Task to carry out
Below are the records; count the lines that include the string "PLAINTEXT" and give only that number.

The input
----

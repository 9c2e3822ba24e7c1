//! One-call entry points: markup in, [`Document`] out.

use wombat_common::encoding::decode;
use wombat_dom::{DomTree, Namespace, NodeId, SerializeOptions};

use crate::error::{ParseError, StrictModeError};
use crate::parser::{FragmentContext, QuirksMode, TreeBuilder, TreeBuilderOpts};
use crate::tokenizer::{
    InitialState, Token, TokenSink, TokenSinkResult, Tokenizer, TokenizerOpts, raw_kind_for,
};

/// Options for [`parse`] and [`parse_bytes`].
#[derive(Debug, Clone, Default, PartialEq, Eq)]
#[allow(clippy::struct_excessive_bools)]
pub struct ParseOptions {
    /// Record parse errors in [`Document::errors`].
    pub collect_errors: bool,
    /// Fail with the first parse error. Implies `collect_errors`.
    pub strict: bool,
    /// Parse a fragment. Without a `fragment_context` the context is `div`.
    pub fragment: bool,
    /// The context element for fragment parsing.
    pub fragment_context: Option<FragmentContext>,
    /// Parse as an `iframe` `srcdoc` document.
    pub iframe_srcdoc: bool,
    /// Tokenizer configuration. `collect_errors` is overridden from these
    /// options.
    pub tokenizer: TokenizerOpts,
    /// Encoding label from the transport layer, for [`parse_bytes`].
    pub transport_encoding: Option<String>,
}

impl ParseOptions {
    /// Set [`ParseOptions::collect_errors`].
    #[must_use]
    pub const fn with_collect_errors(mut self, collect_errors: bool) -> Self {
        self.collect_errors = collect_errors;
        self
    }

    /// Set [`ParseOptions::strict`].
    #[must_use]
    pub const fn with_strict(mut self, strict: bool) -> Self {
        self.strict = strict;
        self
    }

    /// Parse a fragment in a `div` context.
    #[must_use]
    pub const fn with_fragment(mut self) -> Self {
        self.fragment = true;
        self
    }

    /// Parse a fragment in `context`.
    #[must_use]
    pub fn with_fragment_context(mut self, context: FragmentContext) -> Self {
        self.fragment = true;
        self.fragment_context = Some(context);
        self
    }

    /// Set [`ParseOptions::iframe_srcdoc`].
    #[must_use]
    pub const fn with_iframe_srcdoc(mut self, iframe_srcdoc: bool) -> Self {
        self.iframe_srcdoc = iframe_srcdoc;
        self
    }

    /// Replace the tokenizer options.
    #[must_use]
    pub fn with_tokenizer_opts(mut self, tokenizer: TokenizerOpts) -> Self {
        self.tokenizer = tokenizer;
        self
    }

    /// Set [`ParseOptions::transport_encoding`].
    #[must_use]
    pub fn with_transport_encoding(mut self, label: &str) -> Self {
        self.transport_encoding = Some(label.to_string());
        self
    }

    const fn wants_errors(&self) -> bool {
        self.collect_errors || self.strict
    }

    fn effective_fragment_context(&self) -> Option<FragmentContext> {
        self.fragment_context
            .clone()
            .or_else(|| self.fragment.then(|| FragmentContext::new("div")))
    }
}

/// A parsed document or fragment.
#[derive(Debug, Clone)]
pub struct Document {
    /// The tree. `NodeId::ROOT` is a Document, or a `DocumentFragment` for
    /// fragment parses.
    pub tree: DomTree,
    /// Tokenizer errors followed by tree construction errors. Empty unless
    /// errors were requested.
    pub errors: Vec<ParseError>,
    /// The compatibility mode the DOCTYPE selected.
    pub quirks_mode: QuirksMode,
    /// Name of the encoding the input bytes were decoded with, for
    /// [`parse_bytes`].
    pub encoding: Option<String>,
}

impl Document {
    /// Elements matching `selector` (`*` or a tag name) in document order.
    #[must_use]
    pub fn query(&self, selector: &str) -> Vec<NodeId> {
        wombat_dom::query(&self.tree, NodeId::ROOT, selector)
    }

    /// Serialize the whole document.
    #[must_use]
    pub fn to_html(&self, opts: &SerializeOptions) -> String {
        wombat_dom::to_html(&self.tree, NodeId::ROOT, opts)
    }

    /// The document's text, one entry per text node.
    #[must_use]
    pub fn to_text(&self, separator: &str, strip: bool) -> String {
        wombat_dom::to_text(&self.tree, NodeId::ROOT, separator, strip)
    }

    /// The html5lib tree-dump format.
    #[must_use]
    pub fn to_test_format(&self) -> String {
        wombat_dom::to_test_format(&self.tree, NodeId::ROOT)
    }
}

/// [§ 13.4 Parsing HTML fragments](https://html.spec.whatwg.org/multipage/parsing.html#parsing-html-fragments)
///
/// The tokenizer state a fragment in an HTML `context` starts in, and the end
/// tag that closes it.
fn fragment_tokenizer_state(context: &FragmentContext) -> Option<InitialState> {
    if context.namespace.is_some_and(|ns| ns != Namespace::Html) {
        return None;
    }
    match context.tag_name.as_str() {
        "textarea" | "title" | "style" => Some(InitialState::RAWTEXT),
        "plaintext" | "script" => Some(InitialState::PLAINTEXT),
        _ => None,
    }
}

/// Parse `html` into a document, or into a fragment when `opts` asks for one.
///
/// Malformed markup never fails the parse; it is repaired the way browsers
/// repair it.
///
/// # Errors
///
/// With `opts.strict`, returns the first recorded parse error.
///
/// ```
/// use wombat_html::{parse, ParseOptions};
///
/// let document = parse("<p>A<p>B", &ParseOptions::default()).unwrap();
/// assert_eq!(document.query("p").len(), 2);
/// ```
pub fn parse(html: &str, opts: &ParseOptions) -> Result<Document, StrictModeError> {
    let collect_errors = opts.wants_errors();
    let fragment_context = opts.effective_fragment_context();

    let mut tokenizer_opts = opts.tokenizer.clone().with_collect_errors(collect_errors);
    if let Some(context) = &fragment_context
        && let Some(state) = fragment_tokenizer_state(context)
    {
        tokenizer_opts = tokenizer_opts.with_initial_state(state, Some(&context.tag_name));
    }

    let builder = TreeBuilder::new(TreeBuilderOpts {
        fragment_context,
        iframe_srcdoc: opts.iframe_srcdoc,
        collect_errors,
    });
    let mut tokenizer = Tokenizer::new(builder, tokenizer_opts);
    tokenizer.run(html);
    let source = opts.strict.then(|| tokenizer.input().to_string());

    let (builder, mut errors) = tokenizer.into_parts();
    let quirks_mode = builder.quirks_mode();
    let (tree, tree_errors) = builder.finish();
    errors.extend(tree_errors);

    if let Some(source) = source
        && let Some(first) = errors.first()
    {
        return Err(first.to_strict_error(&source));
    }

    Ok(Document {
        tree,
        errors,
        quirks_mode,
        encoding: None,
    })
}

/// Decode `bytes` (BOM, then `opts.transport_encoding`, then `<meta>`
/// prescan, then windows-1252) and parse the result.
///
/// # Errors
///
/// With `opts.strict`, returns the first recorded parse error.
pub fn parse_bytes(bytes: &[u8], opts: &ParseOptions) -> Result<Document, StrictModeError> {
    let decoded = decode(bytes, opts.transport_encoding.as_deref());
    let mut document = parse(&decoded.text, opts)?;
    document.encoding = Some(decoded.encoding.name().to_string());
    Ok(document)
}

/// Collects every token. Raw text elements switch the tokenizer the way the
/// tree builder would, so `<style>` and `<title>` content comes out as text.
#[derive(Debug, Default)]
struct TokenCollector {
    tokens: Vec<Token>,
}

impl TokenSink for TokenCollector {
    fn process(&mut self, token: Token) -> TokenSinkResult {
        let switch = match &token {
            Token::StartTag { name, .. } => raw_kind_for(name),
            _ => None,
        };
        self.tokens.push(token);
        switch.map_or(TokenSinkResult::Continue, TokenSinkResult::SwitchTo)
    }
}

/// Tokenize `html` without building a tree.
///
/// The last token is always [`Token::EndOfInput`]. Errors are returned when
/// `opts.collect_errors` is set.
#[must_use]
pub fn tokenize(html: &str, opts: &TokenizerOpts) -> (Vec<Token>, Vec<ParseError>) {
    let mut tokenizer = Tokenizer::new(TokenCollector::default(), opts.clone());
    tokenizer.run(html);
    let (collector, errors) = tokenizer.into_parts();
    (collector.tokens, errors)
}

#[cfg(test)]
mod tests {
    use super::*;

    #[test]
    fn test_fragment_defaults_to_div_context() {
        let opts = ParseOptions::default().with_fragment();
        assert_eq!(
            opts.effective_fragment_context(),
            Some(FragmentContext::new("div"))
        );
        assert_eq!(ParseOptions::default().effective_fragment_context(), None);
    }

    #[test]
    fn test_fragment_tokenizer_state() {
        assert_eq!(
            fragment_tokenizer_state(&FragmentContext::new("TEXTAREA")),
            Some(InitialState::RAWTEXT)
        );
        assert_eq!(
            fragment_tokenizer_state(&FragmentContext::new("script")),
            Some(InitialState::PLAINTEXT)
        );
        assert_eq!(
            fragment_tokenizer_state(&FragmentContext::new("title").with_namespace(Namespace::Svg)),
            None
        );
        assert_eq!(fragment_tokenizer_state(&FragmentContext::new("div")), None);
    }

    #[test]
    fn test_strict_implies_collect() {
        assert!(ParseOptions::default().with_strict(true).wants_errors());
    }
}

----

Result of the task
2